The state ranks fourth and fifth respectively for the economic indicators and those dealing with family and community. 

But for health, we rank 45. Last year, Wyoming ranked 34. The drop in rank follows worsening conditions in several measures analyzed in the report. 

Wyoming’s proportion of children without health insurance grew by 4 percentage points between 2018 and 2019 — from 7 percent to 11 percent. The proportion of deaths per 100,000 youth grew by 11 percentage points. 

“Year after year, Wyoming lands among the lowest ranking states for health,” Wyoming Community Foundation Chief Operating Officer Samin Dadelahi said in a release. “The rural nature of our state can make access difficult but expanding Medicaid and addressing mental health issues should be a priority for those who care about Wyoming’s children and families.” 

Dadelahi did not immediately respond Monday to a request for further comment, but continued in the release, saying: “It is jarring to see the stark contrast between economic well-being (fourth) and health (45th) in Wyoming,” she said. “As a state, we have the capacity to make changes. Increasing access to health insurance is something we can and should do.” 

Medicaid is an annual debate in Wyoming, which is one of 12 states not to pass a measure allowing more low-income adults to be covered by the program. 

A temporary federal incentive got advocates closer to expansion this year than ever, but the bill ultimately died in a legislative committee meeting. 

Medicaid currently covers low-income families and children, pregnant women and some adults with disabilities. 

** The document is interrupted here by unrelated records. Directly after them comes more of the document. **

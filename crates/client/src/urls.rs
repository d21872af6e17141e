//! Logical service name resolution.

use std::collections::HashMap;

use crate::traits::UrlResolver;

/// Resolves logical service names against a base URL, with optional
/// per-service overrides for endpoints that live elsewhere.
#[derive(Debug, Clone)]
pub struct ServiceUrlResolver {
    base_url: String,
    overrides: HashMap<String, String>,
}

impl ServiceUrlResolver {
    /// Create a resolver rooted at `base_url` (trailing slash tolerated).
    pub fn new(base_url: impl Into<String>) -> Self {
        let base_url = base_url.into().trim_end_matches('/').to_string();
        Self { base_url, overrides: HashMap::new() }
    }

    /// Route one logical name to a full URL instead of `base/name`.
    #[must_use]
    pub fn with_override(mut self, logical_name: impl Into<String>, url: impl Into<String>) -> Self {
        self.overrides.insert(logical_name.into(), url.into());
        self
    }
}

impl UrlResolver for ServiceUrlResolver {
    fn get_url(&self, logical_name: &str, params: &[(&str, &str)]) -> String {
        let mut url = self
            .overrides
            .get(logical_name)
            .cloned()
            .unwrap_or_else(|| format!("{}/{}", self.base_url, logical_name));
        if !params.is_empty() {
            let query = params
                .iter()
                .map(|(key, value)| format!("{key}={value}"))
                .collect::<Vec<_>>()
                .join("&");
            url.push('?');
            url.push_str(&query);
        }
        url
    }
}

#[cfg(test)]
mod tests {
    use super::*;

    #[test]
    fn resolves_against_base() {
        let resolver = ServiceUrlResolver::new("https://api.example.com/");
        assert_eq!(
            resolver.get_url("reauthenticate", &[]),
            "https://api.example.com/reauthenticate"
        );
    }

    #[test]
    fn appends_query_params() {
        let resolver = ServiceUrlResolver::new("https://api.example.com");
        assert_eq!(
            resolver.get_url("search", &[("caseId", "42"), ("page", "2")]),
            "https://api.example.com/search?caseId=42&page=2"
        );
    }

    #[test]
    fn override_wins() {
        let resolver = ServiceUrlResolver::new("https://api.example.com")
            .with_override("reauthenticate", "https://auth.example.com/session/refresh");
        assert_eq!(
            resolver.get_url("reauthenticate", &[]),
            "https://auth.example.com/session/refresh"
        );
    }
}
//! Upstream clients and the JSON payloads they are shaped into
//!
//! Each submodule wraps one third-party service behind its own cache slot.
//! The payload types below are what the HTTP endpoints serialize.

pub mod news;
pub mod spotify;
pub mod spotify_auth;
pub mod time;
pub mod transit;
pub mod weather;

pub use news::{NewsError, NewsService};
pub use spotify::{MusicResponse, SpotifyError, SpotifyService, TokenCache};
pub use time::{TimeError, TimeService};
pub use transit::{TransitError, TransitResponse, TransitService};
pub use weather::{WeatherError, WeatherService};

use serde::{Serialize, Serializer};

/// One departure from the transit stop
#[derive(Debug, Clone, PartialEq, Serialize)]
pub struct Departure {
    /// Public line number
    pub line: String,
    /// Destination shown on the vehicle
    pub destination: String,
    /// Expected arrival as reported upstream
    pub time: String,
    /// Whole minutes until arrival, computed when the board was fetched
    pub minutes: i64,
    /// Trip status (PLANNED, DRIVING, ARRIVED, ...)
    pub status: String,
}

/// Departure board for the configured stop pair
#[derive(Debug, Clone, PartialEq, Serialize)]
#[serde(rename_all = "camelCase")]
pub struct BusBoard {
    pub start_name: String,
    pub end_name: String,
    #[serde(skip_serializing_if = "Option::is_none")]
    pub current: Option<Departure>,
    #[serde(skip_serializing_if = "Option::is_none")]
    pub next: Option<Departure>,
    /// Copy of `current.minutes`
    #[serde(skip_serializing_if = "Option::is_none")]
    pub minutes: Option<i64>,
    /// Copy of `current.line`
    #[serde(skip_serializing_if = "Option::is_none")]
    pub line: Option<String>,
    #[serde(skip_serializing_if = "Option::is_none")]
    pub error: Option<String>,
}

/// Body of an error-only response
#[derive(Debug, Clone, Copy, PartialEq, Serialize)]
pub struct ErrorBody {
    pub error: &'static str,
}

/// Now-playing state of the music service
#[derive(Debug, Clone, Default, PartialEq, Serialize)]
#[serde(rename_all = "camelCase")]
pub struct NowPlaying {
    pub is_playing: bool,
    #[serde(skip_serializing_if = "Option::is_none")]
    pub title: Option<String>,
    /// Artist names joined by ", "
    #[serde(skip_serializing_if = "Option::is_none")]
    pub artist: Option<String>,
    #[serde(skip_serializing_if = "Option::is_none")]
    pub album: Option<String>,
    #[serde(skip_serializing_if = "Option::is_none")]
    pub album_art: Option<String>,
    #[serde(skip_serializing_if = "Option::is_none")]
    pub url: Option<String>,
    #[serde(skip_serializing_if = "Option::is_none")]
    pub message: Option<String>,
}

impl NowPlaying {
    /// Nothing is playing
    pub fn idle() -> Self {
        Self::default()
    }

    /// Nothing is playing, with an explanation
    pub fn with_message(message: impl Into<String>) -> Self {
        Self {
            message: Some(message.into()),
            ..Self::default()
        }
    }
}

/// Weather warning level, following the Dutch color codes
#[derive(Debug, Clone, Copy, PartialEq, Eq, Serialize)]
#[serde(rename_all = "lowercase")]
pub enum WarningLevel {
    Groen,
    Geel,
    Oranje,
    Rood,
}

/// Current conditions for one location
#[derive(Debug, Clone, PartialEq, Serialize)]
pub struct CityWeather {
    /// Temperature in Celsius, `"--"` when unknown
    #[serde(serialize_with = "serialize_temperature")]
    pub temp: Option<f64>,
    /// Dutch description of the weather code
    pub condition: String,
    /// Icon key for the dashboard
    pub icon: String,
    pub level: WarningLevel,
    /// Wind speed in km/h
    #[serde(serialize_with = "serialize_reading")]
    pub wind: f64,
}

impl CityWeather {
    /// Placeholder shown when no forecast was ever fetched
    pub fn offline() -> Self {
        Self {
            temp: None,
            condition: "Offline".to_string(),
            icon: "cloud".to_string(),
            level: WarningLevel::Groen,
            wind: 0.0,
        }
    }
}

fn serialize_temperature<S: Serializer>(temp: &Option<f64>, serializer: S) -> Result<S::Ok, S::Error> {
    match temp {
        Some(value) => serialize_reading(value, serializer),
        None => serializer.serialize_str("--"),
    }
}

/// Whole readings are written as integers (`0`, not `0.0`)
fn serialize_reading<S: Serializer>(value: &f64, serializer: S) -> Result<S::Ok, S::Error> {
    if value.fract() == 0.0 && value.abs() < 9_007_199_254_740_992.0 {
        serializer.serialize_i64(*value as i64)
    } else {
        serializer.serialize_f64(*value)
    }
}

/// Weather for both configured locations
#[derive(Debug, Clone, PartialEq, Serialize)]
pub struct WeatherReport {
    pub city1: CityWeather,
    pub city2: CityWeather,
}

impl WeatherReport {
    /// Placeholder shown when no forecast was ever fetched
    pub fn offline() -> Self {
        Self {
            city1: CityWeather::offline(),
            city2: CityWeather::offline(),
        }
    }
}

/// A single news headline
#[derive(Debug, Clone, PartialEq, Eq, Serialize)]
pub struct Headline {
    pub title: String,
    /// Publication time as "<weekday> HH:MM", empty when unknown
    pub time: String,
}

/// Latest headlines from the news feed
#[derive(Debug, Clone, PartialEq, Eq, Serialize)]
pub struct NewsReport {
    pub headlines: Vec<Headline>,
}

impl NewsReport {
    /// Placeholder shown when the feed was never fetched
    pub fn unavailable() -> Self {
        Self {
            headlines: vec![Headline {
                title: "News unavailable".to_string(),
                time: "--:--".to_string(),
            }],
        }
    }
}

/// Network time
#[derive(Debug, Clone, Copy, PartialEq, Eq, Serialize)]
pub struct TimeReport {
    /// Milliseconds since the Unix epoch
    pub ts: i64,
}
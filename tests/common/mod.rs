//! Shared helpers for integration tests

#![allow(dead_code)]

use chrono::{DateTime, TimeZone, Utc};
use std::net::SocketAddr;
use std::sync::atomic::{AtomicUsize, Ordering};
use std::sync::Arc;
use tokio::net::UdpSocket;

use dashfeed::clock::ManualClock;

/// 2024-07-15 12:00:00 UTC, 14:00 in Amsterdam
pub fn start_time() -> DateTime<Utc> {
    Utc.with_ymd_and_hms(2024, 7, 15, 12, 0, 0).unwrap()
}

pub fn manual_clock() -> Arc<ManualClock> {
    Arc::new(ManualClock::new(start_time()))
}

pub fn http_client() -> reqwest::Client {
    reqwest::Client::new()
}

/// A fake NTP server answering every request with a fixed transmit timestamp
pub struct FakeNtpServer {
    pub addr: SocketAddr,
    pub requests: Arc<AtomicUsize>,
}

impl FakeNtpServer {
    pub async fn start(seconds: u32, fraction: u32) -> Self {
        Self::start_with_replies(seconds, fraction, usize::MAX).await
    }

    /// Answers the first `replies` requests, then goes silent
    pub async fn start_with_replies(seconds: u32, fraction: u32, replies: usize) -> Self {
        let socket = UdpSocket::bind("127.0.0.1:0")
            .await
            .expect("Failed to bind fake NTP socket");
        let addr = socket.local_addr().unwrap();
        let requests = Arc::new(AtomicUsize::new(0));
        let counter = requests.clone();

        tokio::spawn(async move {
            let mut buf = [0u8; 48];
            while let Ok((_, peer)) = socket.recv_from(&mut buf).await {
                let seen = counter.fetch_add(1, Ordering::SeqCst);
                if seen >= replies {
                    continue;
                }
                let mut reply = [0u8; 48];
                reply[0] = 0x1C;
                reply[40..44].copy_from_slice(&seconds.to_be_bytes());
                reply[44..48].copy_from_slice(&fraction.to_be_bytes());
                let _ = socket.send_to(&reply, peer).await;
            }
        });

        Self { addr, requests }
    }

    pub fn request_count(&self) -> usize {
        self.requests.load(Ordering::SeqCst)
    }
}

/// A local UDP port with nothing listening on it
pub async fn closed_udp_port() -> u16 {
    let socket = UdpSocket::bind("127.0.0.1:0").await.unwrap();
    socket.local_addr().unwrap().port()
}

/// A bound UDP socket that reads nothing and never answers
///
/// Keep it alive for the duration of the test so the port stays open.
pub async fn silent_udp_socket() -> (UdpSocket, u16) {
    let socket = UdpSocket::bind("127.0.0.1:0").await.unwrap();
    let port = socket.local_addr().unwrap().port();
    (socket, port)
}
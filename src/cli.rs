//! Command-line interface parsing for the dashfeed binaries
//!
//! This module handles parsing of CLI arguments using clap for the server and
//! for the Spotify token helper, and how those arguments override the
//! environment configuration.

use clap::Parser;
use std::net::SocketAddr;
use std::path::PathBuf;
use thiserror::Error;

use crate::config::{Config, SpotifyConfig};
use crate::data::spotify_auth::DEFAULT_CALLBACK_PORT;

/// Error types for CLI startup
#[derive(Debug, Error)]
pub enum CliError {
    /// The token helper needs the app's client credentials
    #[error("Missing SPOTIFY_CLIENT_ID or SPOTIFY_CLIENT_SECRET in the environment or env file")]
    MissingClientCredentials,
}

/// dashfeed - cached JSON endpoints for a personal dashboard
#[derive(Parser, Debug)]
#[command(name = "dashfeed")]
#[command(about = "Serve transit, music, weather, news and time data for a dashboard")]
#[command(version)]
pub struct Cli {
    /// Address to listen on, overrides DASHFEED_BIND
    #[arg(long, value_name = "ADDR")]
    pub bind: Option<SocketAddr>,

    /// Env file to read before the process environment (default: ./.env if present)
    #[arg(long, value_name = "PATH")]
    pub env_file: Option<PathBuf>,

    /// Log filter used when RUST_LOG is not set
    #[arg(long, value_name = "FILTER", default_value = "info")]
    pub log: String,

    /// Emit logs as JSON lines
    #[arg(long)]
    pub log_json: bool,
}

impl Cli {
    /// Applies command-line overrides to the loaded configuration
    pub fn apply(&self, config: &mut Config) {
        if let Some(bind) = self.bind {
            config.bind = bind;
        }
    }
}

/// spotify-token - obtain a Spotify refresh token for dashfeed
#[derive(Parser, Debug)]
#[command(name = "spotify-token")]
#[command(about = "Authorize dashfeed with Spotify and print a refresh token")]
#[command(version)]
pub struct TokenCli {
    /// Local port for the OAuth callback; must match the app's redirect URI
    #[arg(long, default_value_t = DEFAULT_CALLBACK_PORT)]
    pub port: u16,

    /// Env file holding SPOTIFY_CLIENT_ID and SPOTIFY_CLIENT_SECRET
    #[arg(long, value_name = "PATH")]
    pub env_file: Option<PathBuf>,

    /// Print the authorization URL without opening a browser
    #[arg(long)]
    pub no_browser: bool,
}

/// Client id and secret needed by the token helper
///
/// # Returns
/// * `Ok((client_id, client_secret))` if both are configured
/// * `Err(CliError::MissingClientCredentials)` otherwise
pub fn client_credentials(spotify: &SpotifyConfig) -> Result<(String, String), CliError> {
    match (&spotify.client_id, &spotify.client_secret) {
        (Some(id), Some(secret)) => Ok((id.clone(), secret.clone())),
        _ => Err(CliError::MissingClientCredentials),
    }
}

In its best category — economic well-being — Wyoming improved in three of the four scorable metrics; our rate of children in poverty, those whose parents lack secure employment and those living in a cost-burdened household all declined from last year’s report. 

In its next best section — family and community indicators — the state improved its rate of teen births and the proportion of children living in single-parent homes by a few percentage points, but did not see any large shifts from the prior year. 

Wyoming fell two positions in the education category, but the data for those scores was unchanged from the prior year. 

In addition to ranking each state in the four sections, the report also compares how much progress has been made nationally over the last decade. 

The good news: Only one of the 16 scored metrics overall got worse between 2010 and 2019, and most saw improvement. 

Everything from the percentage of children in poverty to how many students graduate high school on time has seen some improvement in the last decade. 

The only measure that got worse was the percentage of low-weight births, which increased by .2 percent. 

But the numbers tell a different story for minority youth. 

The national average for youth deaths per 100,000 is 25. For African American children, the rate is 38 per 100,000 people. For American Indian youth it’s 28 per 100,000 people. 

The disparity follows access to health insurance. Nationally, 5 percent of children don’t have health insurance. For American Indian youth, it’s 13 percent. The report does not provide state-level demographic data. 

Its authors do, however, propose a number of policies to improve overall well-being for children nationwide. Among those suggestions is expanding Medicaid for states that haven’t yet. It also calls for a permanent child tax credit and prioritization of the recovery needs of communities of color.